(Items from a data source)
::::
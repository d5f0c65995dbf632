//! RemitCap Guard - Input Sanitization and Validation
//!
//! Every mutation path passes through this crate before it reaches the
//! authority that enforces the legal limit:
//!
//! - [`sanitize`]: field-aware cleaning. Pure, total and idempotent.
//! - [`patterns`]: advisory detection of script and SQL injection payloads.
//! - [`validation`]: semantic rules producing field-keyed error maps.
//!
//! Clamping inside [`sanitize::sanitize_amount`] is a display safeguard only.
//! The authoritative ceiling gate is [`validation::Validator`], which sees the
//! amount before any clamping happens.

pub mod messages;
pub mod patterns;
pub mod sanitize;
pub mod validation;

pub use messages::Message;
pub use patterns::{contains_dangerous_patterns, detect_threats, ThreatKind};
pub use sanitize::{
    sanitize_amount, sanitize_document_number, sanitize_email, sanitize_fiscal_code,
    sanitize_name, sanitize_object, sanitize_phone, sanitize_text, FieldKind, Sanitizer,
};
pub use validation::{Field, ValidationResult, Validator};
::::
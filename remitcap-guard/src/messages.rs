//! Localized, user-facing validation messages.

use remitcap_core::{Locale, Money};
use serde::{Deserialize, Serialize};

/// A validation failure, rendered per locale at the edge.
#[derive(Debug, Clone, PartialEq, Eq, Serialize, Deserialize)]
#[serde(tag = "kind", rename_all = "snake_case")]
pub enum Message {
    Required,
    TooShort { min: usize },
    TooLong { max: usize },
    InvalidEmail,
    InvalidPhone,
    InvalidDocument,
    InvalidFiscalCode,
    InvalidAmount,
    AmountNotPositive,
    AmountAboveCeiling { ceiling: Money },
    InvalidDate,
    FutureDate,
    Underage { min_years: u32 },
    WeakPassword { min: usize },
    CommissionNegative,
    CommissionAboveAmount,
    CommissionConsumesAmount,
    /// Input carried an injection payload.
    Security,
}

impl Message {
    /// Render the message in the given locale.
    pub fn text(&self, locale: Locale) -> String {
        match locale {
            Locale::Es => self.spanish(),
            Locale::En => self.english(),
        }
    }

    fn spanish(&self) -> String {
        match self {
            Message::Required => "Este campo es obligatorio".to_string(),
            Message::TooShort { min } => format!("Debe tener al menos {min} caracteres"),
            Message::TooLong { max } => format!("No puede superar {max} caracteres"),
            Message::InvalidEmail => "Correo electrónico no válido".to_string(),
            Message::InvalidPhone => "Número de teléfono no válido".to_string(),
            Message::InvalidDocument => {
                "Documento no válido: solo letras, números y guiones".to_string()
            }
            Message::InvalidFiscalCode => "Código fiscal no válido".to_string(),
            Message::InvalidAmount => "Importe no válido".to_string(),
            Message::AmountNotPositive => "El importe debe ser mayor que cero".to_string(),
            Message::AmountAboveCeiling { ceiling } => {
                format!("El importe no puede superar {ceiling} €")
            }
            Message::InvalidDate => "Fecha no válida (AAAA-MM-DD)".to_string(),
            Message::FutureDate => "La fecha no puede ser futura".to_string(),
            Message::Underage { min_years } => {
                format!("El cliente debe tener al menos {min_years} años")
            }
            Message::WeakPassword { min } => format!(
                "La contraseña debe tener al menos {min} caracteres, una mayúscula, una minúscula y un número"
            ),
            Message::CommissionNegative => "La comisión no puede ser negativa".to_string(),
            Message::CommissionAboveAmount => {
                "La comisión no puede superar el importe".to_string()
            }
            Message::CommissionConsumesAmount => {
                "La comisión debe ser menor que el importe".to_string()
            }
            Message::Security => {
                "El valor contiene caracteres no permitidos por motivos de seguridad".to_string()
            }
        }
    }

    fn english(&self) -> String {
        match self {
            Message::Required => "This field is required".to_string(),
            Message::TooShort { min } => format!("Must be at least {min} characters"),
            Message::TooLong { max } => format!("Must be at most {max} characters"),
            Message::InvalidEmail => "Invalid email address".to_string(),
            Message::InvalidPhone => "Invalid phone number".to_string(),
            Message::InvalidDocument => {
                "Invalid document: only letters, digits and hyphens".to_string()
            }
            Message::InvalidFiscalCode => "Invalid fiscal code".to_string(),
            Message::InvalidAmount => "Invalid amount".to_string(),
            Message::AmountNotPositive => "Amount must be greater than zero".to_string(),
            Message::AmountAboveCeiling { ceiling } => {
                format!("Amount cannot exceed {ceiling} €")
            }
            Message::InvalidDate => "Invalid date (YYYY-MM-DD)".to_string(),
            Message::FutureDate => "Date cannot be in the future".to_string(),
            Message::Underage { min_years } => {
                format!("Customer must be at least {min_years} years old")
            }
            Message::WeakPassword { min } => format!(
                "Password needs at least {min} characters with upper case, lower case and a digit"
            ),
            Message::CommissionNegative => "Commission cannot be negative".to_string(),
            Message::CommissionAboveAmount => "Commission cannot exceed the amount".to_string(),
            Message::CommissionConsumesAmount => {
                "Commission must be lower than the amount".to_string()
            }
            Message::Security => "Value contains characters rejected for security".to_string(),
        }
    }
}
::::
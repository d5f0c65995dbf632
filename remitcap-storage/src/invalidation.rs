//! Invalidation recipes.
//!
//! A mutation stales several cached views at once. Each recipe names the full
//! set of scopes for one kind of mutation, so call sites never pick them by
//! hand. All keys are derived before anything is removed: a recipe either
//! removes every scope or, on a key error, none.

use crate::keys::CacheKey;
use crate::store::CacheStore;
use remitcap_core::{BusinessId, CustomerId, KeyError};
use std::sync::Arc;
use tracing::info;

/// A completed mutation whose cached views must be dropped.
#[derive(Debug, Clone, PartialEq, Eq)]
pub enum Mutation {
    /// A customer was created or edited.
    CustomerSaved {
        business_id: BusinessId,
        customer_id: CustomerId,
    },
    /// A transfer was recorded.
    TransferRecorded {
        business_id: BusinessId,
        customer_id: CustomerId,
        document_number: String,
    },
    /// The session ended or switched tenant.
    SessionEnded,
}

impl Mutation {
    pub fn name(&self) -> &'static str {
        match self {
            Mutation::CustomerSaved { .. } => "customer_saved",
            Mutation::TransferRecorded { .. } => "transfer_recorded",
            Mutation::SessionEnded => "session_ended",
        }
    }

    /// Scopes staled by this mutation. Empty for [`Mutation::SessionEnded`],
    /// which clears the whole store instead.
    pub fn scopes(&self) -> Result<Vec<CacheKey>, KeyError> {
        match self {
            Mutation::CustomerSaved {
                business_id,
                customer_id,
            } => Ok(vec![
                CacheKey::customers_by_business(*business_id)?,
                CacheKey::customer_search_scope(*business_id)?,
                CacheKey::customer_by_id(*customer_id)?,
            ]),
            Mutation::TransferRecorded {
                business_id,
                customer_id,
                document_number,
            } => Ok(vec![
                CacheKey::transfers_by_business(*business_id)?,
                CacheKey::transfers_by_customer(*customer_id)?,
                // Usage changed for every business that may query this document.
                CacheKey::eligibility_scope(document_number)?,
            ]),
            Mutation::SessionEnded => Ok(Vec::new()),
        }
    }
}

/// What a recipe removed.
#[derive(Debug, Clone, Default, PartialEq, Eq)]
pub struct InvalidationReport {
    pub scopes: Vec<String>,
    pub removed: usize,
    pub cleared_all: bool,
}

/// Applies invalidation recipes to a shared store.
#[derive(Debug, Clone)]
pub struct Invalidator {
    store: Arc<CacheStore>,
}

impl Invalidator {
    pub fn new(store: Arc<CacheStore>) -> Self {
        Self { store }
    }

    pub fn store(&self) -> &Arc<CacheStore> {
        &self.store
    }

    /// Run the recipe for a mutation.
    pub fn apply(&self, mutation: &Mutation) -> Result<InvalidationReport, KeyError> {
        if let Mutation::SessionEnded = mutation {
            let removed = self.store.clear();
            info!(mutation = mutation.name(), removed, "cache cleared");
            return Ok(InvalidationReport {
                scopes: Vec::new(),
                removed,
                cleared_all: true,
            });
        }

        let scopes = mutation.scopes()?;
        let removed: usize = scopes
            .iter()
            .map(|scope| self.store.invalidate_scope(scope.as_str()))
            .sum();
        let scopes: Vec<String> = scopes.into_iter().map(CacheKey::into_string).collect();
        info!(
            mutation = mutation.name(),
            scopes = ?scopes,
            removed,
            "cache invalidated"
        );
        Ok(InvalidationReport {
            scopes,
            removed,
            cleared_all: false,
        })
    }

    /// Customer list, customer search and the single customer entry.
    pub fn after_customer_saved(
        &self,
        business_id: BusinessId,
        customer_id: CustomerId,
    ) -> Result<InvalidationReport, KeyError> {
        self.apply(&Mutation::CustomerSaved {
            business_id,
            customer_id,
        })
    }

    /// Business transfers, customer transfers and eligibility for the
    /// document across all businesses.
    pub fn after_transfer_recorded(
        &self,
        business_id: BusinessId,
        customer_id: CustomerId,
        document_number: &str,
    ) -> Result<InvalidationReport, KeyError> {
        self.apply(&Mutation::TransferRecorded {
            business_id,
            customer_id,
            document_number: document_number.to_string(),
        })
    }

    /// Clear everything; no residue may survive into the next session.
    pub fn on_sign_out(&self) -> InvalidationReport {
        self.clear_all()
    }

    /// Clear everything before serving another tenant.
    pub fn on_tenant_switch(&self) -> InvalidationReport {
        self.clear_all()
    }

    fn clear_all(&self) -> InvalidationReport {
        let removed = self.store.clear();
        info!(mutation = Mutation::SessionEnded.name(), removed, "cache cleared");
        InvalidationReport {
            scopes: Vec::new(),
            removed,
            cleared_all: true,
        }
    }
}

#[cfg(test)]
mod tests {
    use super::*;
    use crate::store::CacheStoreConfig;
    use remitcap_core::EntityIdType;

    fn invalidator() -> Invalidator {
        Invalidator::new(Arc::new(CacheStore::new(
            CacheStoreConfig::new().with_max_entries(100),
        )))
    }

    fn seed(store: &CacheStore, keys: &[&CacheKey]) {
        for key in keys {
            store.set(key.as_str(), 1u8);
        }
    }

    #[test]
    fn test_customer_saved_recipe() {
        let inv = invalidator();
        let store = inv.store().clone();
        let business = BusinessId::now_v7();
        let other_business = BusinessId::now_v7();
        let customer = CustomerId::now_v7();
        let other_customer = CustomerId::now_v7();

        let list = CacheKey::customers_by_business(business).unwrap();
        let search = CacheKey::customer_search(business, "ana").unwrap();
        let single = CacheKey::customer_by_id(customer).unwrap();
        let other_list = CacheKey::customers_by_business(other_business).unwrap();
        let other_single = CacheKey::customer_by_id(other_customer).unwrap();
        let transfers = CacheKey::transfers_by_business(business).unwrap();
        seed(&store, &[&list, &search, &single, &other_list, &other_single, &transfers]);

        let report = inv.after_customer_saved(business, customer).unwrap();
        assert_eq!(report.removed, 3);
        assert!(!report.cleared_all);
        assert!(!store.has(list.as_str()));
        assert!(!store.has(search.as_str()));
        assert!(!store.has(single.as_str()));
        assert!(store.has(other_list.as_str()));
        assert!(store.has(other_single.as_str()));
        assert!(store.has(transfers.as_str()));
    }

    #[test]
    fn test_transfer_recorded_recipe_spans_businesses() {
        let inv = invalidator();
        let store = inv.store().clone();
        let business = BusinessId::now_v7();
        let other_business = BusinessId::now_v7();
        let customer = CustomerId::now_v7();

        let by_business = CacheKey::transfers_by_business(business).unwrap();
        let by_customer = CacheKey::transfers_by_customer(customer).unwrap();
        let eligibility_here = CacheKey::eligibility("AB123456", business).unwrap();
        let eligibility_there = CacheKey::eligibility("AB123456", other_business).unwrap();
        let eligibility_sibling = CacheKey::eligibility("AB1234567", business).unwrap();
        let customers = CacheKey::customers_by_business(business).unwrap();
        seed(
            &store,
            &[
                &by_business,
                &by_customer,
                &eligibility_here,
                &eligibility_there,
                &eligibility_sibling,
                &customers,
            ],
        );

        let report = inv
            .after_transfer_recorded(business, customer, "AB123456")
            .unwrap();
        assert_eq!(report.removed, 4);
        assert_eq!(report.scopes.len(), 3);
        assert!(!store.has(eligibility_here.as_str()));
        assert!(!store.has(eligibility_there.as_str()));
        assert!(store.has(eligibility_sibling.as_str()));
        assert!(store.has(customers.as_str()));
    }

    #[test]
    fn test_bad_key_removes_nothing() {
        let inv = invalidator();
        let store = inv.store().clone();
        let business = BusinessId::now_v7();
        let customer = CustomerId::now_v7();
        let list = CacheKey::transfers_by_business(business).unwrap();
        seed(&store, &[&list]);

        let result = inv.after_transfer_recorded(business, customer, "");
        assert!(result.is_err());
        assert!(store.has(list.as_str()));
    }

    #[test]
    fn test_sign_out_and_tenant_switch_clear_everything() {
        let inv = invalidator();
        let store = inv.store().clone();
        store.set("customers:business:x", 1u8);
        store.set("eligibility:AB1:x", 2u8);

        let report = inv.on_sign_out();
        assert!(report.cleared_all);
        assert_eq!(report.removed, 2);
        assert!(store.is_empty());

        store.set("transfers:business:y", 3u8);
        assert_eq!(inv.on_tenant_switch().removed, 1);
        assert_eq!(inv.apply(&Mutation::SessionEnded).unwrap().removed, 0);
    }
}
::::
*What this task involves*: Would you copy, unchanged, the stretch of the records above that begins at the line containing "assert!(store.has(transfers.as_str()));" and ends at the line containing "assert_eq!(report.scopes.len(), 3);", and only that?

*The answer*:
        assert!(store.has(transfers.as_str()));
    }

    #[test]
    fn test_transfer_recorded_recipe_spans_businesses() {
        let inv = invalidator();
        let store = inv.store().clone();
        let business = BusinessId::now_v7();
        let other_business = BusinessId::now_v7();
        let customer = CustomerId::now_v7();

        let by_business = CacheKey::transfers_by_business(business).unwrap();
        let by_customer = CacheKey::transfers_by_customer(customer).unwrap();
        let eligibility_here = CacheKey::eligibility("AB123456", business).unwrap();
        let eligibility_there = CacheKey::eligibility("AB123456", other_business).unwrap();
        let eligibility_sibling = CacheKey::eligibility("AB1234567", business).unwrap();
        let customers = CacheKey::customers_by_business(business).unwrap();
        seed(
            &store,
            &[
                &by_business,
                &by_customer,
                &eligibility_here,
                &eligibility_there,
                &eligibility_sibling,
                &customers,
            ],
        );

        let report = inv
            .after_transfer_recorded(business, customer, "AB123456")
            .unwrap();
        assert_eq!(report.removed, 4);
        assert_eq!(report.scopes.len(), 3);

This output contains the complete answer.